A party must state its claims or defenses in numbered paragraphs, each limited as far as practicable to a single set of circumstances. . . . If doing so would promote clarity, each claim founded on a separate transaction or occurrence--and each defense other than a denial--must be stated in a separate count or defense.

         Fed. R. Civ. P. 12(b)(6) provides for a motion to dismiss based on the “failure to state a claim upon which relief can be granted.” To survive a motion to dismiss a complaint must show that “‘the pleader is entitled to relief, ' in order to ‘give the defendant fair notice of what the . . . claim is and the grounds upon which it rests.'” Bell Atlantic Corp. v. Twombly, 550 U.S. 544, 555 (2007) (quoting Conley v. Gibson, 355 U.S. 41, 47 (1957)). See also Erickson v. Pardus, 551 U.S. 89, 93 (2007).

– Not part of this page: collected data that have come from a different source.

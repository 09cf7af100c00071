//! The ordered collection of placed modules.

use crate::models::{Module, ModuleId};
use crate::services::collision::{collides, Footprint};
use serde::{Deserialize, Serialize};
use std::collections::HashSet;
use thiserror::Error;

/// Why an id or id prefix did not resolve to exactly one module.
#[derive(Debug, Clone, PartialEq, Eq, Error)]
pub enum ResolveError {
    /// Blank input.
    #[error("Module id cannot be empty")]
    Empty,
    /// No placed module's id starts with the input.
    #[error("No module matches id '{0}'")]
    NotFound(String),
    /// More than one placed module's id starts with the input.
    #[error("Module id '{id}' is ambiguous ({matches} matches)")]
    Ambiguous {
        /// The input as given
        id: String,
        /// Number of modules it matched
        matches: usize,
    },
}

/// All placed modules in insertion order.
///
/// # Invariant
///
/// No two modules' bounding boxes overlap (see [`crate::services::collision`]).
/// The `Layout` itself does not enforce this on raw `push`; the
/// [`LayoutStore`](crate::services::LayoutStore) is the only mutator that
/// callers should use and it rejects any edit that would break it.
#[derive(Debug, Clone, PartialEq, Default, Serialize, Deserialize)]
#[serde(transparent)]
pub struct Layout {
    modules: Vec<Module>,
}

impl Layout {
    /// Creates an empty layout.
    #[must_use]
    pub const fn new() -> Self {
        Self {
            modules: Vec::new(),
        }
    }

    /// Builds a layout verbatim from a list of modules (no validation).
    #[must_use]
    pub fn from_modules(modules: Vec<Module>) -> Self {
        Self { modules }
    }

    /// Modules in insertion order.
    #[must_use]
    pub fn modules(&self) -> &[Module] {
        &self.modules
    }

    /// Consumes the layout, returning its modules.
    #[must_use]
    pub fn into_modules(self) -> Vec<Module> {
        self.modules
    }

    /// Number of placed modules.
    #[must_use]
    pub fn len(&self) -> usize {
        self.modules.len()
    }

    /// True when nothing is placed.
    #[must_use]
    pub fn is_empty(&self) -> bool {
        self.modules.is_empty()
    }

    /// Looks up a module by id.
    #[must_use]
    pub fn get(&self, id: ModuleId) -> Option<&Module> {
        self.modules.iter().find(|m| m.id == id)
    }

    /// True when a module with this id is placed.
    #[must_use]
    pub fn contains(&self, id: ModuleId) -> bool {
        self.get(id).is_some()
    }

    pub(crate) fn get_mut(&mut self, id: ModuleId) -> Option<&mut Module> {
        self.modules.iter_mut().find(|m| m.id == id)
    }

    pub(crate) fn push(&mut self, module: Module) {
        self.modules.push(module);
    }

    pub(crate) fn remove(&mut self, id: ModuleId) -> Option<Module> {
        let index = self.modules.iter().position(|m| m.id == id)?;
        Some(self.modules.remove(index))
    }

    /// True when `candidate` overlaps any module other than `exclude`.
    #[must_use]
    pub fn collides_with_any(&self, candidate: &Footprint, exclude: Option<ModuleId>) -> bool {
        self.others(exclude)
            .any(|m| collides(candidate, &Footprint::from(m)))
    }

    /// Every module (other than `exclude`) that `candidate` overlaps.
    ///
    /// Mutations only report that a collision happened; this re-runs the
    /// predicate for callers that want to name the conflicting modules.
    #[must_use]
    pub fn colliding_with(&self, candidate: &Footprint, exclude: Option<ModuleId>) -> Vec<&Module> {
        self.others(exclude)
            .filter(|m| collides(candidate, &Footprint::from(*m)))
            .collect()
    }

    /// All overlapping pairs, by id, in insertion order.
    ///
    /// Always empty for a layout built only through the store; used to audit
    /// layouts loaded from disk.
    #[must_use]
    pub fn overlapping_pairs(&self) -> Vec<(ModuleId, ModuleId)> {
        let mut pairs = Vec::new();
        for (i, a) in self.modules.iter().enumerate() {
            for b in &self.modules[i + 1..] {
                if collides(&Footprint::from(a), &Footprint::from(b)) {
                    pairs.push((a.id, b.id));
                }
            }
        }
        pairs
    }

    /// Ids that appear more than once, each reported once in first-seen order.
    ///
    /// Always empty for a layout built through the store.
    #[must_use]
    pub fn duplicate_ids(&self) -> Vec<ModuleId> {
        let mut seen = HashSet::new();
        let mut duplicates = Vec::new();
        for module in &self.modules {
            if !seen.insert(module.id) && !duplicates.contains(&module.id) {
                duplicates.push(module.id);
            }
        }
        duplicates
    }

    /// Resolves a full id or a unique id prefix to a placed module's id.
    ///
    /// # Errors
    ///
    /// Returns [`ResolveError`] if the input is blank, nothing matches or the
    /// prefix is ambiguous.
    pub fn resolve(&self, id_or_prefix: &str) -> Result<ModuleId, ResolveError> {
        let needle = id_or_prefix.trim().to_ascii_lowercase();
        if needle.is_empty() {
            return Err(ResolveError::Empty);
        }

        let matches: Vec<ModuleId> = self
            .modules
            .iter()
            .map(|m| m.id)
            .filter(|id| id.to_string().starts_with(&needle))
            .collect();

        match matches.as_slice() {
            [id] => Ok(*id),
            [] => Err(ResolveError::NotFound(id_or_prefix.to_string())),
            _ => Err(ResolveError::Ambiguous {
                id: id_or_prefix.to_string(),
                matches: matches.len(),
            }),
        }
    }

    fn others(&self, exclude: Option<ModuleId>) -> impl Iterator<Item = &Module> {
        self.modules
            .iter()
            .filter(move |m| Some(m.id) != exclude)
    }
}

         “Threadbare recitals of the elements of a cause of action, supported by mere conclusory statements, do not suffice” to defeat a motion to dismiss. Ashcroft v. Iqbal,556 U.S. 662, 678 (2009) (citing Twombly, 550 U.S. at 555). “[O]nly a complaint that states a plausible claim for relief survives a motion to dismiss.” Ashcroft, 556 U.S. at 679 (citing Twombly, 550 U.S. at 556). The pleading standard of Rule 8 “does not require ‘detailed factual allegations, ' but it demands ...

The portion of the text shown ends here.